*** PROVIDED MATERIAL

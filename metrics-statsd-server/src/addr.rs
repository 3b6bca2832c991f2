use std::{
    fmt, io,
    net::{SocketAddr, ToSocketAddrs as _},
};

/// A `[host]:port` address.
///
/// The host may be empty, in which case its meaning depends on how the address is used: a bind address with an empty
/// host listens on all interfaces, while a sink address with an empty host connects to the local machine.
#[derive(Clone, Debug, PartialEq, Eq, Hash)]
pub struct HostPort {
    host: String,
    port: u16,
}

impl HostPort {
    /// Creates a new `HostPort`.
    pub fn new<H>(host: H, port: u16) -> Self
    where
        H: Into<String>,
    {
        HostPort { host: host.into(), port }
    }

    /// Host part of the address, possibly empty.
    pub fn host(&self) -> &str {
        &self.host
    }

    /// Port part of the address.
    pub fn port(&self) -> u16 {
        self.port
    }

    /// Resolves the address to bind a listener to.
    pub(crate) fn bind_addrs(&self) -> io::Result<Vec<SocketAddr>> {
        self.resolve("0.0.0.0")
    }

    /// Resolves the address to connect to.
    pub(crate) fn connect_addrs(&self) -> io::Result<Vec<SocketAddr>> {
        self.resolve("127.0.0.1")
    }

    fn resolve(&self, default_host: &str) -> io::Result<Vec<SocketAddr>> {
        let host = if self.host.is_empty() { default_host } else { self.host.as_str() };
        (host, self.port).to_socket_addrs().map(Iterator::collect)
    }
}

impl fmt::Display for HostPort {
    fn fmt(&self, f: &mut fmt::Formatter<'_>) -> fmt::Result {
        write!(f, "{}:{}", self.host, self.port)
    }
}

impl<'a> TryFrom<&'a str> for HostPort {
    type Error = String;

    fn try_from(spec: &'a str) -> Result<Self, Self::Error> {
        match spec.split(':').collect::<Vec<_>>().as_slice() {
            [port] => Ok(HostPort::new("", parse_port(port)?)),
            [host, port] => Ok(HostPort::new(*host, parse_port(port)?)),
            _ => Err(format!("expected '[host]:port' but got '{}'", spec)),
        }
    }
}

/// Downstream backends that a snapshot can be sent to.
#[derive(Clone, Copy, Debug, PartialEq, Eq, Hash)]
pub enum Backend {
    /// Graphite plaintext protocol over TCP.
    Graphite,
}

impl Backend {
    /// Every supported backend.
    pub const ALL: &'static [Backend] = &[Backend::Graphite];

    /// Returns the name used to select this backend in a sink address.
    pub const fn name(&self) -> &'static str {
        match self {
            Backend::Graphite => "graphite",
        }
    }

    /// Looks up a backend by name.
    pub fn from_name(name: &str) -> Option<Backend> {
        Backend::ALL.iter().copied().find(|backend| backend.name() == name)
    }
}

/// A `[backend:][host]:port` sink address.
///
/// The backend defaults to [`Backend::Graphite`] when omitted.
#[derive(Clone, Debug, PartialEq, Eq)]
pub struct SinkAddr {
    /// Backend to send snapshots with.
    pub backend: Backend,

    /// Address of the downstream collector.
    pub addr: HostPort,
}

impl<'a> TryFrom<&'a str> for SinkAddr {
    type Error = String;

    fn try_from(spec: &'a str) -> Result<Self, Self::Error> {
        // Only the three-part form names a backend; otherwise it's a plain `[host]:port`.
        if let [backend, host, port] = spec.split(':').collect::<Vec<_>>().as_slice() {
            let backend = Backend::from_name(backend)
                .ok_or_else(|| format!("unknown backend '{}'", backend))?;
            return Ok(SinkAddr { backend, addr: HostPort::new(*host, parse_port(port)?) });
        }

        HostPort::try_from(spec).map(|addr| SinkAddr { backend: Backend::Graphite, addr })
    }
}

fn parse_port(port: &str) -> Result<u16, String> {
    port.trim().parse().map_err(|e| format!("invalid port '{}': {}", port, e))
}

#[cfg(test)]
mod tests {
    use super::{Backend, HostPort, SinkAddr};

    #[test]
    fn host_port_known_cases() {
        let cases = &[
            ("8125", Ok(HostPort::new("", 8125))),
            (":8125", Ok(HostPort::new("", 8125))),
            ("localhost:8125", Ok(HostPort::new("localhost", 8125))),
            ("10.0.0.1:2003", Ok(HostPort::new("10.0.0.1", 2003))),
        ];

        for (input, expected) in cases {
            assert_eq!(expected, &HostPort::try_from(*input), "input: {}", input);
        }
    }

    #[test]
    fn host_port_invalid() {
        for input in ["", "foo", "foo:bar", "foo:70000", "a:b:2003", ":-1"] {
            assert!(HostPort::try_from(input).is_err(), "input: {}", input);
        }
    }

    #[test]
    fn sink_addr_known_cases() {
        assert_eq!(
            SinkAddr::try_from("2003"),
            Ok(SinkAddr { backend: Backend::Graphite, addr: HostPort::new("", 2003) })
        );
        assert_eq!(
            SinkAddr::try_from("foo:2003"),
            Ok(SinkAddr { backend: Backend::Graphite, addr: HostPort::new("foo", 2003) })
        );
        assert_eq!(
            SinkAddr::try_from("graphite:foo:2003"),
            Ok(SinkAddr { backend: Backend::Graphite, addr: HostPort::new("foo", 2003) })
        );
        assert!(SinkAddr::try_from("carbon:foo:2003").unwrap_err().contains("unknown backend"));
        assert!(SinkAddr::try_from("graphite:foo:bar").is_err());
    }

    #[test]
    fn empty_host_resolution() {
        let addr = HostPort::new("", 2003);
        assert_eq!(addr.bind_addrs().unwrap(), vec!["0.0.0.0:2003".parse().unwrap()]);
        assert_eq!(addr.connect_addrs().unwrap(), vec!["127.0.0.1:2003".parse().unwrap()]);
        assert_eq!(addr.to_string(), ":2003");
    }

    #[test]
    fn backend_names() {
        assert_eq!(Backend::from_name("graphite"), Some(Backend::Graphite));
        assert_eq!(Backend::from_name("nope"), None);
        assert_eq!(Backend::Graphite.name(), "graphite");
    }
}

******

## TASK
Every line of the entries above that contains the word "with" must be tallied, and the number alone reported.

## ANSWER SECTION
3